When companies specialize in one thing and then branch out into another, the second product sometimes feels like an afterthought. Kind of like Michael Jordan’s baseball career. It sounded like it should work — we all wanted it to work — but at the end of the day, baseball and basketball go together about as well as putt-putt golf and parasailing.
There is, of course, overlap between malware blockers and virtual private networks. They’re both in the business of keeping bad stuff off our devices and protecting our data, and VPN providers get this. That’s why plenty of the best VPNs now offer malware protection. Check out a NordVPN subscription or a Surfshark plan to see how it works.

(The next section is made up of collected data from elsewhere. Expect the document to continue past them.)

//! Exponential backoff for redialing sessions

use std::time::Duration;

use crate::config::BackoffConfig;

/// Exponential backoff with jitter for reconnection attempts
#[derive(Debug, Clone)]
pub struct ExponentialBackoff {
    initial: Duration,
    current: Duration,
    max: Duration,
    multiplier: f64,
    /// Jitter factor (0.0 to 1.0)
    jitter: f64,
}

impl ExponentialBackoff {
    pub fn from_config(config: &BackoffConfig) -> Self {
        Self::new(config.initial, config.max, config.multiplier, config.jitter)
    }

    pub fn new(initial: Duration, max: Duration, multiplier: f64, jitter: f64) -> Self {
        Self {
            initial,
            current: initial,
            max,
            multiplier,
            jitter,
        }
    }

    /// Get the next delay and advance the backoff
    pub fn next_delay(&mut self) -> Duration {
        let delay = self.current;

        let next = Duration::from_secs_f64(self.current.as_secs_f64() * self.multiplier);
        self.current = std::cmp::min(next, self.max);

        let jitter_amount = delay.as_secs_f64() * self.jitter * rand::random::<f64>();
        delay + Duration::from_secs_f64(jitter_amount)
    }

    /// Back to the initial delay, after a success
    pub fn reset(&mut self) {
        self.current = self.initial;
    }
}

#[cfg(test)]
mod tests {
    use super::*;

    #[test]
    fn test_backoff_increases_and_caps() {
        let mut backoff = ExponentialBackoff::new(
            Duration::from_millis(100),
            Duration::from_millis(350),
            2.0,
            0.0,
        );

        assert_eq!(backoff.next_delay(), Duration::from_millis(100));
        assert_eq!(backoff.next_delay(), Duration::from_millis(200));
        assert_eq!(backoff.next_delay(), Duration::from_millis(350));
        assert_eq!(backoff.next_delay(), Duration::from_millis(350));
    }

    #[test]
    fn test_backoff_reset() {
        let mut backoff =
            ExponentialBackoff::new(Duration::from_secs(1), Duration::from_secs(60), 2.0, 0.0);
        backoff.next_delay();
        backoff.next_delay();
        backoff.reset();
        assert_eq!(backoff.next_delay(), Duration::from_secs(1));
    }
}
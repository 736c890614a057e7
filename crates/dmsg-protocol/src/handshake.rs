//! Session handshake messages
//!
//! Right after the TCP connect both ends exchange length-delimited bincode
//! messages to prove possession of their keys:
//!
//! 1. client -> [`HandshakeMessage::ClientHello`]
//! 2. server -> [`HandshakeMessage::ServerHello`], signing [`server_proof`]
//! 3. client -> [`HandshakeMessage::ClientAuth`], signing [`client_proof`]
//! 4. server -> [`HandshakeMessage::ServerAccept`] or [`HandshakeMessage::Rejected`]
//!
//! Once accepted, both sides switch the connection over to [`crate::FrameCodec`].

use bytes::{Bytes, BytesMut};
use serde::{Deserialize, Serialize};
use tokio_util::codec::{Decoder, Encoder, LengthDelimitedCodec};

use crate::cipher::{PubKey, Sig};
use crate::error::ProtocolError;

/// Protocol version exchanged in the hellos
pub const PROTOCOL_VERSION: &str = "1.0";

/// Largest accepted handshake message
pub const MAX_HANDSHAKE_MESSAGE: usize = 4096;

/// Length of handshake nonces
pub const NONCE_LEN: usize = 32;

#[derive(Debug, Clone, PartialEq, Eq, Serialize, Deserialize)]
pub enum HandshakeMessage {
    ClientHello {
        version: String,
        pk: PubKey,
        nonce: [u8; NONCE_LEN],
    },
    ServerHello {
        version: String,
        pk: PubKey,
        nonce: [u8; NONCE_LEN],
        sig: Sig,
    },
    ClientAuth {
        sig: Sig,
    },
    ServerAccept,
    Rejected {
        code: u16,
    },
}

impl HandshakeMessage {
    pub fn name(&self) -> &'static str {
        match self {
            Self::ClientHello { .. } => "client_hello",
            Self::ServerHello { .. } => "server_hello",
            Self::ClientAuth { .. } => "client_auth",
            Self::ServerAccept => "server_accept",
            Self::Rejected { .. } => "rejected",
        }
    }
}

/// Bytes the server signs in its hello
pub fn server_proof(
    client_nonce: &[u8; NONCE_LEN],
    server_nonce: &[u8; NONCE_LEN],
    client_pk: &PubKey,
) -> Vec<u8> {
    proof(b"server", client_nonce, server_nonce, client_pk)
}

/// Bytes the client signs in its auth message
pub fn client_proof(
    server_nonce: &[u8; NONCE_LEN],
    client_nonce: &[u8; NONCE_LEN],
    server_pk: &PubKey,
) -> Vec<u8> {
    proof(b"client", server_nonce, client_nonce, server_pk)
}

fn proof(label: &[u8], first: &[u8], second: &[u8], pk: &PubKey) -> Vec<u8> {
    let mut buf = Vec::with_capacity(label.len() + NONCE_LEN * 2 + pk.as_bytes().len());
    buf.extend_from_slice(label);
    buf.extend_from_slice(first);
    buf.extend_from_slice(second);
    buf.extend_from_slice(pk.as_bytes());
    buf
}

/// Fresh random nonce
pub fn nonce() -> [u8; NONCE_LEN] {
    rand::random()
}

/// Codec for handshake messages: u32 length prefix + bincode body
#[derive(Debug)]
pub struct HandshakeCodec {
    inner: LengthDelimitedCodec,
}

impl HandshakeCodec {
    pub fn new() -> Self {
        Self {
            inner: LengthDelimitedCodec::builder()
                .max_frame_length(MAX_HANDSHAKE_MESSAGE)
                .new_codec(),
        }
    }
}

impl Default for HandshakeCodec {
    fn default() -> Self {
        Self::new()
    }
}

impl Decoder for HandshakeCodec {
    type Item = HandshakeMessage;
    type Error = ProtocolError;

    fn decode(&mut self, src: &mut BytesMut) -> Result<Option<Self::Item>, Self::Error> {
        match self.inner.decode(src)? {
            Some(body) => Ok(Some(bincode::deserialize(&body)?)),
            None => Ok(None),
        }
    }
}

impl Encoder<HandshakeMessage> for HandshakeCodec {
    type Error = ProtocolError;

    fn encode(&mut self, msg: HandshakeMessage, dst: &mut BytesMut) -> Result<(), Self::Error> {
        let body = bincode::serialize(&msg)?;
        self.inner.encode(Bytes::from(body), dst)?;
        Ok(())
    }
}

#[cfg(test)]
mod tests {
    use super::*;
    use crate::cipher::generate_keypair;

    #[test]
    fn test_handshake_codec() {
        let (pk, sk) = generate_keypair();
        let client_nonce = nonce();
        let server_nonce = nonce();
        let msg = HandshakeMessage::ServerHello {
            version: PROTOCOL_VERSION.to_string(),
            pk,
            nonce: server_nonce,
            sig: sk.sign(&server_proof(&client_nonce, &server_nonce, &pk)),
        };

        let mut codec = HandshakeCodec::new();
        let mut buf = BytesMut::new();
        codec.encode(msg.clone(), &mut buf).unwrap();
        codec.encode(HandshakeMessage::ServerAccept, &mut buf).unwrap();

        assert_eq!(codec.decode(&mut buf).unwrap(), Some(msg));
        assert_eq!(
            codec.decode(&mut buf).unwrap(),
            Some(HandshakeMessage::ServerAccept)
        );
        assert!(buf.is_empty());
    }

    #[test]
    fn test_proofs_are_direction_bound() {
        let (pk, _) = generate_keypair();
        let a = nonce();
        let b = nonce();
        assert_ne!(server_proof(&a, &b, &pk), client_proof(&a, &b, &pk));
    }

    #[test]
    fn test_oversized_message_rejected() {
        let mut codec = HandshakeCodec::new();
        let mut buf = BytesMut::new();
        buf.extend_from_slice(&((MAX_HANDSHAKE_MESSAGE as u32) + 1).to_be_bytes());
        buf.extend_from_slice(&[0u8; 16]);
        assert!(codec.decode(&mut buf).is_err());
    }
}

Avira Phantom VPN is simple to use, it’s not too expensive, and it’s more or less secure with decent speeds. It definitely has a steep hill to climb to win over a happy NordVPN user, but Avira’s solo VPN isn’t necessarily a hard pass.
Did You Know? Avira has been around for a long time. The German company stretches all the way back to 1986.
|Mobile only monthly||Free||$3.95|
|All devices monthly||Free||$5.95|
|All devices yearly||Free||$47.95|
I went with Avira’s all-devices month-to-month option. There was no trial period, but I was only out $5.95 if I didn’t like Phantom VPN. I mentally bookmarked Avira’s $47.95 yearly subscription because that rate would save me two bucks per month if I decided its Phantom VPN was the VPN for me.
The big question: If I was serious about Avira, why wouldn’t I just swipe up its Prime combo package for the same yearly price? It comes with malware protection, a password manager, and a VPN.
If I hadn’t been testing the stand-alone VPN, that option would have made a lot of sense.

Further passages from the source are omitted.